▶ [Work instructions] Search term "CommandOutput": copy each line of the records that contains it.

►

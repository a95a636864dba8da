// ABOUTME: Transport into a directory on the local filesystem
// ABOUTME: Used for shared mounts and same-host migrations

use anyhow::{Context, Result};
use async_trait::async_trait;
use std::path::{Path, PathBuf};

use super::{partial_path, CommandOutput, Transport};

pub struct LocalTransport {
    root: PathBuf,
}

impl LocalTransport {
    pub fn new(root: impl AsRef<Path>) -> Self {
        Self {
            root: root.as_ref().to_path_buf(),
        }
    }

    fn resolve(&self, path: &Path) -> PathBuf {
        self.root.join(path)
    }
}

#[async_trait]
impl Transport for LocalTransport {
    fn describe(&self) -> String {
        format!("local directory {}", self.root.display())
    }

    async fn ensure_remote_dir(&self, path: &Path) -> Result<()> {
        let dir = self.resolve(path);
        tokio::fs::create_dir_all(&dir)
            .await
            .with_context(|| format!("Failed to create directory {}", dir.display()))
    }

    async fn send(&self, local_path: &Path, remote_path: &Path) -> Result<()> {
        let target = self.resolve(remote_path);
        let staging = partial_path(&target);
        tokio::fs::copy(local_path, &staging).await.with_context(|| {
            format!(
                "Failed to copy {} to {}",
                local_path.display(),
                staging.display()
            )
        })?;
        tokio::fs::rename(&staging, &target)
            .await
            .with_context(|| format!("Failed to finalize {}", target.display()))
    }

    async fn remote_size(&self, remote_path: &Path) -> Result<Option<u64>> {
        match tokio::fs::metadata(self.resolve(remote_path)).await {
            Ok(metadata) => Ok(Some(metadata.len())),
            Err(e) if e.kind() == std::io::ErrorKind::NotFound => Ok(None),
            Err(e) => Err(e).with_context(|| format!("Failed to stat {}", remote_path.display())),
        }
    }

    async fn run_remote_command(&self, host: &str, cmd: &str) -> Result<CommandOutput> {
        tracing::debug!("Running '{}' locally on behalf of {}", cmd, host);
        let output = tokio::process::Command::new("sh")
            .arg("-c")
            .arg(cmd)
            .current_dir(&self.root)
            .output()
            .await
            .with_context(|| format!("Failed to run '{}'", cmd))?;

        Ok(CommandOutput {
            stdout: String::from_utf8_lossy(&output.stdout).into_owned(),
            exit_code: output.status.code().unwrap_or(-1),
        })
    }
}

#[cfg(test)]
mod tests {
    use super::*;
    use tempfile::tempdir;

    #[tokio::test]
    async fn test_remote_size_of_missing_file() {
        let dir = tempdir().unwrap();
        let transport = LocalTransport::new(dir.path());
        assert_eq!(
            transport.remote_size(Path::new("nope.gz")).await.unwrap(),
            None
        );
    }

    #[tokio::test]
    async fn test_run_remote_command_reports_exit_code() {
        let dir = tempdir().unwrap();
        let transport = LocalTransport::new(dir.path());

        let ok = transport.run_remote_command("localhost", "echo ready").await.unwrap();
        assert_eq!(ok.stdout.trim(), "ready");
        assert_eq!(ok.exit_code, 0);

        let failed = transport.run_remote_command("localhost", "exit 3").await.unwrap();
        assert_eq!(failed.exit_code, 3);
    }
}
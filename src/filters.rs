// ABOUTME: Selection rules deciding which databases and objects take part in a run
// ABOUTME: Handles database and object include/exclude lists plus the access-control toggle

use anyhow::{bail, Result};

use crate::unit::{MigrationUnit, UnitKind};

/// Represents migration selection rules
#[derive(Debug, Clone)]
pub struct MigrationFilter {
    include_databases: Option<Vec<String>>,
    exclude_databases: Option<Vec<String>>,
    include_objects: Option<Vec<String>>, // Format: "db.object"
    exclude_objects: Option<Vec<String>>, // Format: "db.object"
    access_control: bool,
}

impl Default for MigrationFilter {
    fn default() -> Self {
        Self {
            include_databases: None,
            exclude_databases: None,
            include_objects: None,
            exclude_objects: None,
            access_control: true,
        }
    }
}

impl MigrationFilter {
    /// Creates a filter from config and CLI lists
    pub fn new(
        include_databases: Option<Vec<String>>,
        exclude_databases: Option<Vec<String>>,
        include_objects: Option<Vec<String>>,
        exclude_objects: Option<Vec<String>>,
        access_control: bool,
    ) -> Result<Self> {
        if include_databases.is_some() && exclude_databases.is_some() {
            bail!("Cannot use both include_databases and exclude_databases");
        }
        if include_objects.is_some() && exclude_objects.is_some() {
            bail!("Cannot use both include_tables and exclude_tables");
        }

        for object in include_objects
            .iter()
            .chain(exclude_objects.iter())
            .flatten()
        {
            match object.split_once('.') {
                Some((db, name)) if !db.is_empty() && !name.is_empty() => {}
                _ => bail!(
                    "Object must be specified as 'database.object', got '{}'",
                    object
                ),
            }
        }

        Ok(Self {
            include_databases,
            exclude_databases,
            include_objects,
            exclude_objects,
            access_control,
        })
    }

    /// Creates an empty filter (migrate everything)
    pub fn empty() -> Self {
        Self::default()
    }

    pub fn is_empty(&self) -> bool {
        self.include_databases.is_none()
            && self.exclude_databases.is_none()
            && self.include_objects.is_none()
            && self.exclude_objects.is_none()
    }

    pub fn includes_access_control(&self) -> bool {
        self.access_control
    }

    pub fn should_migrate_database(&self, db_name: &str) -> bool {
        if let Some(ref include) = self.include_databases {
            if !include.iter().any(|db| db == db_name) {
                return false;
            }
        }
        if let Some(ref exclude) = self.exclude_databases {
            if exclude.iter().any(|db| db == db_name) {
                return false;
            }
        }
        true
    }

    pub fn should_migrate_object(&self, db_name: &str, object: &str) -> bool {
        if !self.should_migrate_database(db_name) {
            return false;
        }

        let full_name = format!("{}.{}", db_name, object);
        if let Some(ref include) = self.include_objects {
            if !include.contains(&full_name) {
                return false;
            }
        }
        if let Some(ref exclude) = self.exclude_objects {
            if exclude.contains(&full_name) {
                return false;
            }
        }
        true
    }

    /// Whether a classified unit takes part in the run
    pub fn selects(&self, unit: &MigrationUnit) -> bool {
        match unit.kind {
            UnitKind::AccessControlBundle => self.access_control,
            UnitKind::Database => self.should_migrate_database(&unit.name.namespace),
            _ => self.should_migrate_object(&unit.name.namespace, &unit.name.name),
        }
    }
}
// ABOUTME: Source/destination reconciliation by per-table aggregates
// ABOUTME: Compares row counts (and optional checksums) and reports every discrepancy

use anyhow::Result;
use futures::stream::{self, StreamExt};
use std::collections::BTreeMap;
use std::fmt;

use super::classifier::classify;
use super::context::MigrationContext;
use crate::checkpoint::CheckpointEvent;
use crate::endpoint::{DatabaseEndpoint, TableAggregate};
use crate::unit::{QualifiedName, UnitKind, UnitState};

#[derive(Debug, Clone, PartialEq, Eq)]
pub enum Discrepancy {
    RowCount { source: u64, destination: u64 },
    Checksum { source: u64, destination: u64 },
    MissingOnDestination,
    MissingOnSource,
    /// The aggregate could not be read on one side
    Unreadable { side: String, error: String },
}

impl fmt::Display for Discrepancy {
    fn fmt(&self, f: &mut fmt::Formatter<'_>) -> fmt::Result {
        match self {
            Discrepancy::RowCount {
                source,
                destination,
            } => write!(f, "row count differs (source {}, destination {})", source, destination),
            Discrepancy::Checksum {
                source,
                destination,
            } => write!(
                f,
                "checksum differs (source {:#x}, destination {:#x})",
                source, destination
            ),
            Discrepancy::MissingOnDestination => f.write_str("missing on destination"),
            Discrepancy::MissingOnSource => f.write_str("missing on source"),
            Discrepancy::Unreadable { side, error } => {
                write!(f, "could not read {} aggregate: {}", side, error)
            }
        }
    }
}

/// One table that did not reconcile
#[derive(Debug, Clone, PartialEq, Eq)]
pub struct Finding {
    pub table: QualifiedName,
    pub discrepancy: Discrepancy,
}

impl fmt::Display for Finding {
    fn fmt(&self, f: &mut fmt::Formatter<'_>) -> fmt::Result {
        write!(f, "{}: {}", self.table, self.discrepancy)
    }
}

#[derive(Debug, Clone, Default, PartialEq, Eq)]
pub struct VerificationReport {
    pub matched: Vec<QualifiedName>,
    pub findings: Vec<Finding>,
}

impl VerificationReport {
    pub fn is_clean(&self) -> bool {
        self.findings.is_empty()
    }
}

/// Compare aggregates table by table
///
/// Checksums are compared only when both sides have one. The report lists
/// exactly the tables whose aggregates differ or exist on one side only.
pub fn diff_aggregates(
    source: &BTreeMap<QualifiedName, TableAggregate>,
    destination: &BTreeMap<QualifiedName, TableAggregate>,
) -> VerificationReport {
    let mut report = VerificationReport::default();

    for (table, src) in source {
        let Some(dst) = destination.get(table) else {
            report.findings.push(Finding {
                table: table.clone(),
                discrepancy: Discrepancy::MissingOnDestination,
            });
            continue;
        };
        let discrepancy = if src.rows != dst.rows {
            Some(Discrepancy::RowCount {
                source: src.rows,
                destination: dst.rows,
            })
        } else {
            match (src.checksum, dst.checksum) {
                (Some(s), Some(d)) if s != d => Some(Discrepancy::Checksum {
                    source: s,
                    destination: d,
                }),
                _ => None,
            }
        };
        match discrepancy {
            Some(discrepancy) => report.findings.push(Finding {
                table: table.clone(),
                discrepancy,
            }),
            None => report.matched.push(table.clone()),
        }
    }

    for table in destination.keys() {
        if !source.contains_key(table) {
            report.findings.push(Finding {
                table: table.clone(),
                discrepancy: Discrepancy::MissingOnSource,
            });
        }
    }

    report.findings.sort_by(|a, b| a.table.cmp(&b.table));
    report
}

/// Read aggregates for `tables` with bounded concurrency
///
/// Tables whose aggregate cannot be read are returned as findings instead.
pub async fn collect_aggregates(
    endpoint: &dyn DatabaseEndpoint,
    tables: &[QualifiedName],
    with_checksum: bool,
    concurrency: usize,
) -> (BTreeMap<QualifiedName, TableAggregate>, Vec<Finding>) {
    let results: Vec<_> = stream::iter(tables.iter().cloned())
        .map(|table| async move {
            let result = endpoint.table_aggregate(&table, with_checksum).await;
            (table, result)
        })
        .buffer_unordered(concurrency.max(1))
        .collect()
        .await;

    let mut aggregates = BTreeMap::new();
    let mut unreadable = Vec::new();
    for (table, result) in results {
        match result {
            Ok(aggregate) => {
                aggregates.insert(table, aggregate);
            }
            Err(e) => unreadable.push(Finding {
                table,
                discrepancy: Discrepancy::Unreadable {
                    side: endpoint.label().to_string(),
                    error: format!("{:#}", e),
                },
            }),
        }
    }
    (aggregates, unreadable)
}

/// Reconcile every selected data table between source and destination
///
/// Results are recorded against units this run's checkpoint log knows:
/// matches become `Verified`, mismatches are logged as `MismatchDetected`.
pub async fn verify(ctx: &MigrationContext) -> Result<VerificationReport> {
    let source = ctx.source()?;
    let destination = ctx.destination()?;
    let with_checksum = ctx.config.verify_checksums;
    let workers = ctx.config.workers;

    let source_tables = data_tables(source, ctx).await?;
    let destination_tables = data_tables(destination, ctx).await?;
    tracing::info!(
        "Verifying {} source table(s) against {} destination table(s){}",
        source_tables.len(),
        destination_tables.len(),
        if with_checksum { " with checksums" } else { "" }
    );

    let ((src, mut src_unreadable), (dst, dst_unreadable)) = tokio::join!(
        collect_aggregates(source, &source_tables, with_checksum, workers),
        collect_aggregates(destination, &destination_tables, with_checksum, workers),
    );

    let mut report = diff_aggregates(&src, &dst);
    // A table unreadable on one side is reported once, not also as missing
    let unreadable_tables: Vec<QualifiedName> = src_unreadable
        .iter()
        .chain(dst_unreadable.iter())
        .map(|f| f.table.clone())
        .collect();
    report.findings.retain(|f| !unreadable_tables.contains(&f.table));
    src_unreadable.extend(dst_unreadable);
    report.findings.extend(src_unreadable);
    report.findings.sort_by(|a, b| a.table.cmp(&b.table));

    record_results(ctx, &report).await?;
    Ok(report)
}

async fn data_tables(endpoint: &dyn DatabaseEndpoint, ctx: &MigrationContext) -> Result<Vec<QualifiedName>> {
    Ok(classify(endpoint, &ctx.config)
        .await?
        .into_iter()
        .filter(|u| u.kind == UnitKind::DataTable)
        .map(|u| u.name)
        .collect())
}

async fn record_results(ctx: &MigrationContext, report: &VerificationReport) -> Result<()> {
    for table in &report.matched {
        if ctx.store.current_state(table) == Some(UnitState::Imported) {
            ctx.store
                .record_event(table, CheckpointEvent::Verified, "")
                .await?;
        }
    }
    for finding in &report.findings {
        let (source_rows, destination_rows) = match &finding.discrepancy {
            Discrepancy::RowCount {
                source,
                destination,
            } => (Some(*source), Some(*destination)),
            _ => (None, None),
        };
        if ctx.store.unit(&finding.table).is_some() {
            ctx.store
                .record_event(
                    &finding.table,
                    CheckpointEvent::MismatchDetected {
                        source_rows,
                        destination_rows,
                    },
                    finding.discrepancy.to_string(),
                )
                .await?;
        }
    }
    Ok(())
}
// ABOUTME: Library module for clickhouse-seren-migrator
// ABOUTME: Exports all core functionality for use in binary and tests

pub mod checkpoint;
pub mod clickhouse;
pub mod commands;
pub mod config;
pub mod endpoint;
pub mod filters;
pub mod migration;
pub mod switchover;
pub mod transport;
pub mod unit;
pub mod utils;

◄

▶ [Reply]
use super::{partial_path, CommandOutput, Transport};
    async fn run_remote_command(&self, host: &str, cmd: &str) -> Result<CommandOutput> {
        Ok(CommandOutput {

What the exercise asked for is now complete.